Финляндия официально стала 31-м государством – членом Североатлантического блока. Предполагалось, что она пополнит ряды альянса вместе с соседкой Швецией, но на пути к заветной цели Стокгольм пока споткнулся о неуступчивость Анкары. Позже Швеция, конечно, присоединится. Это расширение – не первое (после холодной войны численность НАТО удвоилось), но знаковое.
Линия прямого соприкосновения России и альянса увеличивается вдвое – благодаря протяжённости российско-финской границы. Но дело даже не в этом. Швеция и Финляндия – пример государств, которые по принципиальным соображениям придерживались линии нейтралитета, или, если использовать более распространённое в последние десятилетия понятие, неучастия в альянсах.
Предыстория отличалась, но приверженность к официальному дистанцированию от военных блоков оставалась твёрдой на протяжении десятилетий (Финляндия) и даже столетий (Швеция). Позиционирование обеих стран определялось их отношениями с Россией и пониманием в этой связи сущности собственной безопасности.

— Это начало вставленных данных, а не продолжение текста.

//! Polling position monitor.
//!
//! Runs on a fixed interval against the tracked position:
//! - refreshes the trailing stop and the TP3 extension from the latest price
//! - raises backup SL/TP crossing events (once per level)
//! - raises the time-based exit once the holding time is exceeded
//!
//! Detection is a pure function of the snapshot, the price and the clock so
//! it can be tested without the loop.

use std::collections::HashSet;
use std::sync::Arc;

use parking_lot::Mutex;
use serde::{Deserialize, Serialize};
use tokio_util::sync::CancellationToken;
use tracing::{debug, info, warn};

use futbot_core::{Clock, Position, Price, SharedPosition};

use crate::calc::{is_stop_loss_hit, is_tp_hit};
use crate::exiting::PositionExitingService;
use crate::position_handler::{PositionEvent, PositionEventHandler};
use crate::repository::PositionRepository;

/// Monitor configuration.
#[derive(Debug, Clone, PartialEq, Eq, Serialize, Deserialize)]
pub struct MonitorConfig {
    /// How often to check the position (ms).
    /// Default: 1000ms.
    #[serde(default = "default_check_interval_ms")]
    pub check_interval_ms: u64,
    /// Maximum holding time before a time-based exit (ms). 0 disables.
    /// Default: 4 hours.
    #[serde(default = "default_max_holding_ms")]
    pub max_holding_ms: u64,
    /// Refresh the trailing stop on every tick once trailing is active.
    #[serde(default = "default_enabled")]
    pub smart_trailing_enabled: bool,
    /// Push the TP3 order out while price runs toward it.
    #[serde(default)]
    pub smart_tp3_enabled: bool,
}

fn default_check_interval_ms() -> u64 {
    1000
}

fn default_max_holding_ms() -> u64 {
    4 * 60 * 60 * 1000
}

fn default_enabled() -> bool {
    true
}

impl Default for MonitorConfig {
    fn default() -> Self {
        Self {
            check_interval_ms: default_check_interval_ms(),
            max_holding_ms: default_max_holding_ms(),
            smart_trailing_enabled: default_enabled(),
            smart_tp3_enabled: false,
        }
    }
}

/// Backup and time-based exit events for one tick.
pub fn detect_exit_events(
    position: &Position,
    price: Price,
    now_ms: u64,
    max_holding_ms: u64,
) -> Vec<PositionEvent> {
    let mut events = Vec::new();
    if position.is_closed() {
        return events;
    }

    if is_stop_loss_hit(position, price) {
        events.push(PositionEvent::StopLossHit {
            position_id: position.id.clone(),
            price,
        });
    }

    for tp in position.take_profits.iter().filter(|tp| !tp.hit) {
        if is_tp_hit(position, price, tp.price) {
            events.push(PositionEvent::TakeProfitHit {
                position_id: position.id.clone(),
                level: tp.level,
                price,
            });
        }
    }

    let holding_time_ms = position.holding_time_ms(now_ms);
    if max_holding_ms > 0 && holding_time_ms >= max_holding_ms {
        events.push(PositionEvent::TimeBasedExit {
            position_id: position.id.clone(),
            price,
            holding_time_ms,
        });
    }

    events
}

fn event_key(event: &PositionEvent) -> String {
    match event {
        PositionEvent::StopLossHit { position_id, .. } => format!("{position_id}:sl"),
        PositionEvent::TakeProfitHit {
            position_id, level, ..
        } => format!("{position_id}:tp{level}"),
        PositionEvent::TimeBasedExit { position_id, .. } => format!("{position_id}:time"),
        PositionEvent::ClosedExternally { position_id, .. } => format!("{position_id}:external"),
    }
}

/// Dispatched event keys, scoped to the position they were raised for.
///
/// Ids repeat across positions on the same symbol and side, so the keys are
/// dropped whenever a different position becomes tracked.
#[derive(Default)]
struct FiredEvents {
    owner: Option<SharedPosition>,
    keys: HashSet<String>,
}

impl FiredEvents {
    fn track(&mut self, position: &SharedPosition) {
        if self.owner.as_ref().is_some_and(|o| o.same_as(position)) {
            return;
        }
        if !self.keys.is_empty() {
            debug!(position_id = %position.id(), "New position tracked, resetting fired events");
        }
        self.keys.clear();
        self.owner = Some(position.clone());
    }
}

pub struct PositionMonitor {
    config: MonitorConfig,
    repository: Arc<PositionRepository>,
    service: Arc<PositionExitingService>,
    handler: Arc<PositionEventHandler>,
    clock: Arc<dyn Clock>,
    /// Events already dispatched, so each crossing is raised once.
    fired: Mutex<FiredEvents>,
}

impl PositionMonitor {
    #[must_use]
    pub fn new(
        config: MonitorConfig,
        repository: Arc<PositionRepository>,
        service: Arc<PositionExitingService>,
        handler: Arc<PositionEventHandler>,
        clock: Arc<dyn Clock>,
    ) -> Self {
        Self {
            config,
            repository,
            service,
            handler,
            clock,
            fired: Mutex::new(FiredEvents::default()),
        }
    }

    /// Run until `shutdown` is cancelled.
    pub async fn run(self: Arc<Self>, shutdown: CancellationToken) {
        info!(
            check_interval_ms = self.config.check_interval_ms,
            max_holding_ms = self.config.max_holding_ms,
            "PositionMonitor started"
        );

        let interval = tokio::time::Duration::from_millis(self.config.check_interval_ms);
        let mut ticker = tokio::time::interval(interval);

        loop {
            tokio::select! {
                _ = shutdown.cancelled() => {
                    info!("PositionMonitor stopped");
                    break;
                }
                _ = ticker.tick() => {
                    self.tick().await;
                }
            }
        }
    }

    /// One monitoring pass. Returns the number of events dispatched.
    pub async fn tick(&self) -> usize {
        let Some(position) = self.repository.get_current_position() else {
            return 0;
        };
        self.fired.lock().track(&position);
        let snapshot = position.snapshot();
        if snapshot.is_closed() {
            return 0;
        }

        let price = match self
            .service
            .exchange()
            .get_current_price(&snapshot.symbol)
            .await
        {
            Ok(price) if price.is_positive() => price,
            Ok(_) | Err(_) => {
                warn!(symbol = %snapshot.symbol, "No price available, skipping monitor tick");
                return 0;
            }
        };

        if self.config.smart_trailing_enabled && snapshot.stop_loss.is_trailing {
            self.service
                .update_smart_trailing_v2(&position, price, None)
                .await;
        }
        if self.config.smart_tp3_enabled {
            self.service.update_smart_tp3(&position, price).await;
        }

        let snapshot = position.snapshot();
        let events = detect_exit_events(
            &snapshot,
            price,
            self.clock.now_ms(),
            self.config.max_holding_ms,
        );

        let mut dispatched = 0;
        for event in events {
            let key = event_key(&event);
            if self.fired.lock().keys.contains(&key) {
                continue;
            }
            debug!(key = %key, "Dispatching monitor event");
            let is_time_exit = matches!(event, PositionEvent::TimeBasedExit { .. });
            let acted = self.handler.handle(event).await;
            // a failed time-based exit is retried on the next tick
            if !is_time_exit || acted {
                self.fired.lock().keys.insert(key);
            }
            dispatched += 1;
        }
        dispatched
    }
}

#[cfg(test)]
mod tests {
    use super::*;
    use crate::config::ExitConfig;
    use crate::exiting::ExitDeps;
    use crate::stub::{MemoryJournal, MemorySessionStats, RecordingNotifier, StubExchange};
    use futbot_core::{ManualClock, PositionSide, SharedPosition, Size, TakeProfit};
    use rust_decimal_macros::dec;

    fn position(opened_at: u64) -> Position {
        Position::open(
            "BTCUSDT",
            PositionSide::Long,
            Price::new(dec!(100)),
            Size::new(dec!(10)),
            dec!(10),
            Price::new(dec!(95)),
            vec![
                TakeProfit::new(1, dec!(5), dec!(33), Price::new(dec!(105))),
                TakeProfit::new(2, dec!(10), dec!(33), Price::new(dec!(110))),
            ],
            opened_at,
        )
    }

    #[test]
    fn test_detect_nothing_in_range() {
        let pos = position(0);
        assert!(detect_exit_events(&pos, Price::new(dec!(101)), 1_000, 60_000).is_empty());
    }

    #[test]
    fn test_detect_tp_levels_and_time() {
        let pos = position(0);
        let events = detect_exit_events(&pos, Price::new(dec!(111)), 60_000, 60_000);
        assert_eq!(events.len(), 3);
        assert!(matches!(events[0], PositionEvent::TakeProfitHit { level: 1, .. }));
        assert!(matches!(events[1], PositionEvent::TakeProfitHit { level: 2, .. }));
        assert!(matches!(
            events[2],
            PositionEvent::TimeBasedExit {
                holding_time_ms: 60_000,
                ..
            }
        ));
    }

    #[test]
    fn test_detect_skips_hit_levels_and_disabled_time_stop() {
        let mut pos = position(0);
        pos.take_profits[0].mark_hit(1);
        let events = detect_exit_events(&pos, Price::new(dec!(94)), u64::MAX / 2, 0);
        assert_eq!(events.len(), 1);
        assert!(matches!(events[0], PositionEvent::StopLossHit { .. }));
    }

    struct Harness {
        monitor: PositionMonitor,
        repository: Arc<PositionRepository>,
        exchange: Arc<StubExchange>,
        clock: Arc<ManualClock>,
    }

    fn harness(config: MonitorConfig) -> Harness {
        let clock = Arc::new(ManualClock::new(0));
        let exchange = Arc::new(StubExchange::new());
        let repository = Arc::new(PositionRepository::new(clock.clone()));
        let service = Arc::new(PositionExitingService::new(
            ExitDeps {
                exchange: exchange.clone(),
                journal: Arc::new(MemoryJournal::new()),
                stats: Arc::new(MemorySessionStats::new()),
                notifier: Arc::new(RecordingNotifier::new()),
                clock: clock.clone(),
            },
            ExitConfig::default(),
        ));
        let handler = Arc::new(PositionEventHandler::new(repository.clone(), service.clone()));
        Harness {
            monitor: PositionMonitor::new(config, repository.clone(), service, handler, clock.clone()),
            repository,
            exchange,
            clock,
        }
    }

    #[tokio::test]
    async fn test_tick_without_position_or_price() {
        let h = harness(MonitorConfig::default());
        assert_eq!(h.monitor.tick().await, 0);
        h.repository.open_position(position(0));
        assert_eq!(h.monitor.tick().await, 0);
    }

    #[tokio::test]
    async fn test_backup_events_fire_once() {
        let h = harness(MonitorConfig::default());
        h.repository.open_position(position(0));
        h.exchange.set_price("BTCUSDT", Price::new(dec!(106)));
        assert_eq!(h.monitor.tick().await, 1);
        assert_eq!(h.monitor.tick().await, 0);
        assert_eq!(h.exchange.close_count(), 0);
    }

    #[tokio::test]
    async fn test_time_exit_retried_until_it_acts() {
        let h = harness(MonitorConfig {
            max_holding_ms: 1_000,
            ..MonitorConfig::default()
        });
        let pos: SharedPosition = h.repository.open_position(position(0));
        h.exchange.set_price("BTCUSDT", Price::new(dec!(101)));
        h.clock.set(2_000);

        h.exchange.set_fail_closes(true);
        assert_eq!(h.monitor.tick().await, 1);
        assert!(h.repository.has_position());

        h.exchange.set_fail_closes(false);
        assert_eq!(h.monitor.tick().await, 1);
        assert_eq!(h.monitor.tick().await, 0);
        assert!(!pos.is_closed());
    }

    #[tokio::test]
    async fn test_events_fire_again_for_next_position_with_same_id() {
        let h = harness(MonitorConfig {
            max_holding_ms: 1_000,
            ..MonitorConfig::default()
        });
        let first = h.repository.open_position(position(0));
        h.exchange.set_price("BTCUSDT", Price::new(dec!(101)));
        h.clock.set(2_000);
        assert_eq!(h.monitor.tick().await, 1);
        assert_eq!(h.monitor.tick().await, 0);
        assert_eq!(h.exchange.close_count(), 1);

        h.repository.clear_position();
        let second = h.repository.open_position(position(5_000));
        assert_eq!(first.id(), second.id());
        h.clock.set(10_000);

        assert_eq!(h.monitor.tick().await, 1);
        assert_eq!(h.exchange.close_count(), 2);
    }

    #[tokio::test]
    async fn test_trailing_refresh_ratchets() {
        let h = harness(MonitorConfig::default());
        let pos = h.repository.open_position(position(0));
        pos.update(|p| {
            p.stop_loss.is_trailing = true;
            p.stop_loss.trailing_percent = Some(dec!(1));
        });
        h.exchange.set_price("BTCUSDT", Price::new(dec!(104)));
        h.monitor.tick().await;
        let sl = pos.snapshot().stop_loss.price;
        assert_eq!(sl, Price::new(dec!(103)));

        h.exchange.set_price("BTCUSDT", Price::new(dec!(102)));
        h.monitor.tick().await;
        assert_eq!(pos.snapshot().stop_loss.price, sl);
    }

    #[tokio::test]
    async fn test_run_stops_on_cancel() {
        let h = harness(MonitorConfig {
            check_interval_ms: 10,
            ..MonitorConfig::default()
        });
        let monitor = Arc::new(h.monitor);
        let shutdown = CancellationToken::new();
        let task = tokio::spawn(monitor.run(shutdown.clone()));
        shutdown.cancel();
        assert!(task.await.is_ok());
    }
}
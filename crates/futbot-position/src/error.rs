//! Error types for the exit subsystem.
//!
//! Exit-critical operations report `bool`; these errors describe what a
//! collaborator returned so the failure can be logged and classified.

use rust_decimal::Decimal;
use thiserror::Error;

#[derive(Debug, Error)]
pub enum PositionError {
    #[error("Position not found: {0}")]
    NotFound(String),

    #[error("Invalid position state: {0}")]
    InvalidState(String),

    #[error(transparent)]
    Validation(#[from] ValidationError),

    #[error(transparent)]
    Exchange(#[from] ExchangeError),
}

pub type PositionResult<T> = Result<T, PositionError>;

/// Errors reported by the exchange client.
#[derive(Debug, Clone, Error)]
pub enum ExchangeError {
    /// Position size is already zero on the exchange.
    #[error("Position already closed: {0}")]
    AlreadyClosed(String),

    /// Reduce-only order rejected because nothing is left to reduce.
    #[error("Reduce-only order rejected: {0}")]
    ReduceOnlyRejected(String),

    #[error("Network error: {0}")]
    Network(String),

    #[error("Rate limited")]
    RateLimited,

    #[error("Order rejected: {0}")]
    Rejected(String),

    #[error("Price unavailable for {0}")]
    PriceUnavailable(String),

    #[error("Capability not supported: {0}")]
    Unsupported(&'static str),
}

impl ExchangeError {
    /// Whether this error means the exchange already flattened the position.
    ///
    /// These are recovered locally as a successful close.
    pub fn is_already_closed(&self) -> bool {
        matches!(self, Self::AlreadyClosed(_) | Self::ReduceOnlyRejected(_))
    }
}

pub type ExchangeResult<T> = Result<T, ExchangeError>;

#[derive(Debug, Clone, Error)]
pub enum JournalError {
    #[error("Trade not found: {0}")]
    NotFound(String),

    #[error("Journal write failed: {0}")]
    Write(String),
}

#[derive(Debug, Clone, Error)]
pub enum StatsError {
    #[error("Session stats update failed: {0}")]
    Write(String),
}

#[derive(Debug, Clone, Error)]
pub enum NotifyError {
    #[error("Notification delivery failed: {0}")]
    Delivery(String),
}

/// Aggregated validation failure: every violation, not just the first.
#[derive(Debug, Clone, PartialEq, Eq, Error)]
#[error("Position validation failed: {}", violations.join("; "))]
pub struct ValidationError {
    pub violations: Vec<String>,
}

impl ValidationError {
    pub fn contains(&self, needle: &str) -> bool {
        self.violations.iter().any(|v| v.contains(needle))
    }
}

/// Ladder configuration rejected at construction.
#[derive(Debug, Clone, PartialEq, Eq, Error)]
pub enum LadderConfigError {
    #[error("Ladder needs at least one level")]
    NoLevels,

    #[error("Level {level}: price percent must be > 0, got {value}")]
    InvalidPricePercent { level: usize, value: Decimal },

    #[error("Level {level}: close percent must be within [10, 90], got {value}")]
    InvalidClosePercent { level: usize, value: Decimal },

    #[error("Trailing distance percent must be > 0 when trailing is enabled, got {0}")]
    InvalidTrailingDistance(Decimal),

    #[error("Ladder supports at most 255 levels, got {0}")]
    TooManyLevels(usize),
}
//! Error types for futbot-core.

use thiserror::Error;

/// Core error types.
#[derive(Debug, Error)]
pub enum CoreError {
    #[error("Invalid price: {0}")]
    InvalidPrice(String),

    #[error("Invalid size: {0}")]
    InvalidSize(String),

    #[error("Invalid side: {0}")]
    InvalidSide(String),

    #[error("Decimal parse error: {0}")]
    DecimalParse(#[from] rust_decimal::Error),
}

/// Result type alias for core operations.
pub type Result<T> = std::result::Result<T, CoreError>;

Шведский нейтралитет – следствие демонтажа великой европейской державы ещё в начале XIX века. В Финляндии такой статус связан с итогами Второй мировой войны. Сложные отношения Финляндии и Советского Союза в тридцатые и сороковые годы хорошо известны, как и выдающаяся изворотливость руководства соседней страны. Оно согласилось с определённым ограничением свободы действий – нейтральным статусом в военном и частично в политическом смысле.
Взамен Финляндия обеспечила себе не только суверенитет, сохранение рыночной и демократической системы, но и особые, чрезвычайно выгодные экономические связи с Москвой.
С конца сороковых до начала девяностых годов советско-финские отношения служили образцом плодотворного компромисса государств с разной общественно-политической формацией.
И хотя на Западе бытовало пренебрежительное понятие «финляндизация», уступка суверенных прав более сильному соседу, на практике статус-кво всех устраивал. Финляндия, кстати, оставалась частью политического Запада.
Роспуск СССР положил конец периоду особых отношений, что вызвало глубокий экономический кризис в Финляндии в первой половине девяностых, но позволило избавиться от политических ограничений. Страна перестала оглядываться на реакцию Москвы и вступила в Европейский союз. Сама Россия стремилась выстроить специальные (вплоть до интеграционных) отношения с «большой Европой», и Финляндия стала естественным партнёром. Плотность экономического и гуманитарного взаимодействия, достигнутого ко второй половине 2010-х гг., служила образцом трансграничного сотрудничества.
Тема отказа от политики неприсоединения всегда присутствовала в Финляндии, как и общественно-политический консенсус о нецелесообразности этого. Собственно, на протяжении тридцати лет мысль о возможности нового военного противостояния в Европе оставалась уделом самых несгибаемых рыцарей холодной войны, и даже расширение блока НАТО подавалось прежде всего не в военном, а в политико-идеологическом ключе.
Возвращение реальности войны потрясло Европу. В Швеции и Финляндии моментально приняли решение отказаться от неприсоединения и вступить в НАТО, общественное мнение перевернулось. Примечательно, что почти никакой дискуссии о том, не является ли нейтральный статус более надёжным способом обеспечения национальной безопасности, не открывали, членство в военном блоке рассматривалось единственным вариантом. А ведь до этого на протяжении долгого времени именно неучастие считалось наиболее разумным подходом. Почему настрой резко изменился?
Причин несколько, но одну стоит подчеркнуть. Существует термин «секьюритизация» – придание аспекта безопасности любым процессам от экономических до культурных и гуманитарных. Сейчас происходит встречный процесс – тема классической безопасности обретает ценностное содержание. То есть принадлежность к определённой идейно-этической группе, противопоставленной другим, считается более эффективным способом защиты себя, чем отстранённость от противостояния. Это феномен скорее психологический, чем военно-технический.
Само по себе это результат ценностной радикализации, которая происходила на Западе на волне эйфории после победы в холодной войне, когда возобладал подход «правильной стороны истории».
Отсюда же и неприятие нейтралитета как необходимости полагаться на гарантии «неправильной» стороны – он же должен быть признан всеми. Но разве можно доверять тому, кто не в одной с нами морально-этической лодке?
Нынешнее отношение к нейтралитету – продукт одновременно двух концептов – «долгого мира» и «конца истории». Первое – потому что стало казаться, что все эти тонкие балансы и предохранители просто уже не актуальны. Второе – если понятно, на чьей стороне историческая правда (Запад), то нечего заигрывать с представителями «обречённой» стороны. Оба концепта уже в прошлом. Переосмысления не избежать.